Flowchart illustrating the four types of models used to predict alien spread: Random Dispersal Model, Environmental Resistance (ER) Model, Climate Resistance Model, and Climate Matching Model. Grids show hypothetical probability surfaces used to model spread. The red square indicates the cell where the alien population established. Darker colours indicate that a cell has a higher probability of being invaded. Under the random dispersal model, alien spread is purely stochastic and all cells have an equal probability of being invaded. The other three models use conditions in either the invading species’ alien (red) or native (blue) ranges to guide dispersal. The environmental resistance model uses an invasion probability based on the distributions of native species in the invaded region. The native species with ranges overlapping the cell of alien population establishment are identified, and these species’ ranges are used to calculate the environmental resistance (1 – biotic similarity) to all other cells in the landscape. Biotic similarity is here taken as the proportion of native bird species in the establishment cell that are present at each other cell (yellow box). The climate resistance model calculates the probability of invasion based on the similarity of each cell’s climatic conditions to the conditions within the cell of alien population establishment. Under the climate matching model, invasion probability is determined by a cell’s climatic similarity to the average conditions occupied in the invading species’ native range.
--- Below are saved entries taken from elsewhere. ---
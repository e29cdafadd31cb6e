// SPDX-License-Identifier: MIT OR Apache-2.0
//! Target expansion.

use std::path::PathBuf;

use wd_error::{ErrorCode, WdError};

/// Either a single explicit path or every path known to the local project
/// registry.
#[derive(Debug, Clone)]
pub enum TargetSelector {
    /// Scan exactly one path.
    Single(PathBuf),
    /// Scan every path in the given list (typically every registered
    /// project's local path).
    AllRegistered(Vec<PathBuf>),
}

/// Expand a [`TargetSelector`] into the concrete list of paths to scan.
///
/// A multi-target run (`AllRegistered`) requires at least one explicit
/// scanner name, to guard against accidentally running every scanner over
/// the whole estate.
///
/// # Errors
///
/// Returns [`ErrorCode::ConfigMultiTargetRequiresScanners`] when
/// `AllRegistered` is selected with an empty `scanner_names`.
pub fn expand_targets(
    selector: &TargetSelector,
    scanner_names: &[String],
) -> Result<Vec<PathBuf>, WdError> {
    match selector {
        TargetSelector::Single(path) => Ok(vec![path.clone()]),
        TargetSelector::AllRegistered(paths) => {
            if scanner_names.is_empty() {
                return Err(WdError::new(
                    ErrorCode::ConfigMultiTargetRequiresScanners,
                    "scanning every registered project requires an explicit --scanners selection",
                )
                .with_context("target_count", paths.len()));
            }
            Ok(paths.clone())
        }
    }
}
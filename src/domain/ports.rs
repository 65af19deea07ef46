//! Domain Ports - Capabilities the storage core consumes
//!
//! The core never spawns processes or reads CPU information directly; it goes
//! through these traits so orchestration logic runs unchanged against the
//! host or against scripted fakes.

use crate::error::Result;
use async_trait::async_trait;
use serde::{Deserialize, Serialize};
use std::sync::Arc;

// =============================================================================
// Command Types
// =============================================================================

/// A structured command invocation: program plus argument vector.
///
/// Arguments are passed to the OS as-is and never joined into a shell string,
/// so user-controlled names and device paths cannot inject extra commands.
#[derive(Debug, Clone, Default, PartialEq, Eq, Serialize, Deserialize)]
pub struct CommandSpec {
    /// Program to execute (binary name or absolute path)
    pub program: String,
    /// Argument vector, excluding the program itself
    pub args: Vec<String>,
}

impl CommandSpec {
    /// Create a command with no arguments
    pub fn new(program: impl Into<String>) -> Self {
        Self {
            program: program.into(),
            args: Vec::new(),
        }
    }

    /// Append one argument
    pub fn arg(mut self, arg: impl Into<String>) -> Self {
        self.args.push(arg.into());
        self
    }

    /// Append several arguments
    pub fn args<I, S>(mut self, args: I) -> Self
    where
        I: IntoIterator<Item = S>,
        S: Into<String>,
    {
        self.args.extend(args.into_iter().map(Into::into));
        self
    }

    /// Full argv, program first
    pub fn argv(&self) -> Vec<&str> {
        std::iter::once(self.program.as_str())
            .chain(self.args.iter().map(String::as_str))
            .collect()
    }
}

impl std::fmt::Display for CommandSpec {
    // Display only; never fed back to a shell
    fn fmt(&self, f: &mut std::fmt::Formatter<'_>) -> std::fmt::Result {
        write!(f, "{}", self.program)?;
        for arg in &self.args {
            if arg.is_empty() || arg.contains(char::is_whitespace) {
                write!(f, " {:?}", arg)?;
            } else {
                write!(f, " {}", arg)?;
            }
        }
        Ok(())
    }
}

/// Captured result of a finished process
#[derive(Debug, Clone, Default, PartialEq, Eq, Serialize, Deserialize)]
pub struct CommandOutput {
    pub stdout: String,
    pub stderr: String,
    pub exit_code: i32,
}

impl CommandOutput {
    /// Successful output with the given stdout
    pub fn ok(stdout: impl Into<String>) -> Self {
        Self {
            stdout: stdout.into(),
            stderr: String::new(),
            exit_code: 0,
        }
    }

    /// Failed output with the given exit code and stderr
    pub fn failed(exit_code: i32, stderr: impl Into<String>) -> Self {
        Self {
            stdout: String::new(),
            stderr: stderr.into(),
            exit_code,
        }
    }

    pub fn success(&self) -> bool {
        self.exit_code == 0
    }

    /// Convert a non-zero exit into `CommandExecution`, keeping stderr verbatim
    pub fn into_stdout(self, command: &CommandSpec) -> Result<String> {
        if self.success() {
            Ok(self.stdout)
        } else {
            Err(crate::error::Error::CommandExecution {
                command: command.to_string(),
                exit_code: self.exit_code,
                stderr: self.stderr,
            })
        }
    }
}

/// Outputs of a two-stage producer | consumer pipeline
#[derive(Debug, Clone, Default, PartialEq, Eq)]
pub struct PipelineOutput {
    /// Producer stage (stdout was consumed by the pipe)
    pub producer: CommandOutput,
    /// Consumer stage
    pub consumer: CommandOutput,
}

// =============================================================================
// Command Runner Port
// =============================================================================

/// Port for process execution
#[async_trait]
pub trait CommandRunner: Send + Sync {
    /// Run a command to completion and capture its output.
    ///
    /// A non-zero exit is returned as `Ok` with the exit code set; only a
    /// failure to launch the process is an `Err`.
    async fn run(&self, command: &CommandSpec) -> Result<CommandOutput>;

    /// Run `producer | consumer`, capturing both stages independently
    async fn pipe(&self, producer: &CommandSpec, consumer: &CommandSpec)
        -> Result<PipelineOutput>;
}

// =============================================================================
// CPU Inspector Port
// =============================================================================

/// Port for CPU and architecture inspection
#[async_trait]
pub trait CpuInspector: Send + Sync {
    /// Machine architecture string (as `uname -m` reports it)
    async fn architecture(&self) -> Result<String>;

    /// Raw `/proc/cpuinfo`-style text
    async fn cpuinfo(&self) -> Result<String>;

    /// Raw `lscpu`-style text
    async fn lscpu(&self) -> Result<String>;
}

// =============================================================================
// Type Aliases for Arc'd Traits
// =============================================================================

pub type CommandRunnerRef = Arc<dyn CommandRunner>;
pub type CpuInspectorRef = Arc<dyn CpuInspector>;

#[cfg(test)]
mod tests {
    use super::*;
    use crate::error::Error;
    use assert_matches::assert_matches;

    #[test]
    fn test_command_spec_display_quotes_whitespace() {
        let cmd = CommandSpec::new("zfs")
            .arg("create")
            .args(["-o", "quota=10G"])
            .arg("tank/my data");
        assert_eq!(cmd.to_string(), "zfs create -o quota=10G \"tank/my data\"");
        assert_eq!(cmd.argv(), vec!["zfs", "create", "-o", "quota=10G", "tank/my data"]);
    }

    #[test]
    fn test_into_stdout_maps_exit_code() {
        let cmd = CommandSpec::new("zpool").arg("scrub").arg("tank");
        assert_eq!(
            CommandOutput::ok("done").into_stdout(&cmd).unwrap(),
            "done"
        );

        let err = CommandOutput::failed(1, "cannot open 'tank': no such pool")
            .into_stdout(&cmd)
            .unwrap_err();
        assert_matches!(
            err,
            Error::CommandExecution { exit_code: 1, ref stderr, .. }
                if stderr == "cannot open 'tank': no such pool"
        );
    }
}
Extended Data Fig. 2 The optimal combination of principal component climate axes for predicting spread in native (rows) and alien (columns) ranges.
For the n = 283 alien species which have spread beyond the cells of initial establishment, the set of climate axes best predicting spread in each alien range fragment (n = 1278) were identified, as well as the set of climate axes best predicting that species’ native range. Each cell in the matrix defined by position (x,y), indicates the number of cases where x is the best model in an alien range fragment and y is the best model in the native range. Diagonal elements indicate cases where the same set of climate axes limit spread in the native and alien ranges of a species. In cases where multiple sets of climate axes predicted spread equally well, fragments were assigned to multiple cells in the matrix but weighted by the inverse of the number of ties. Thus, the sum of the entries in the matrix is equal to the total number of alien range fragments.
Extended Data Fig. 3 Patterns of environmental resistance and climate distance.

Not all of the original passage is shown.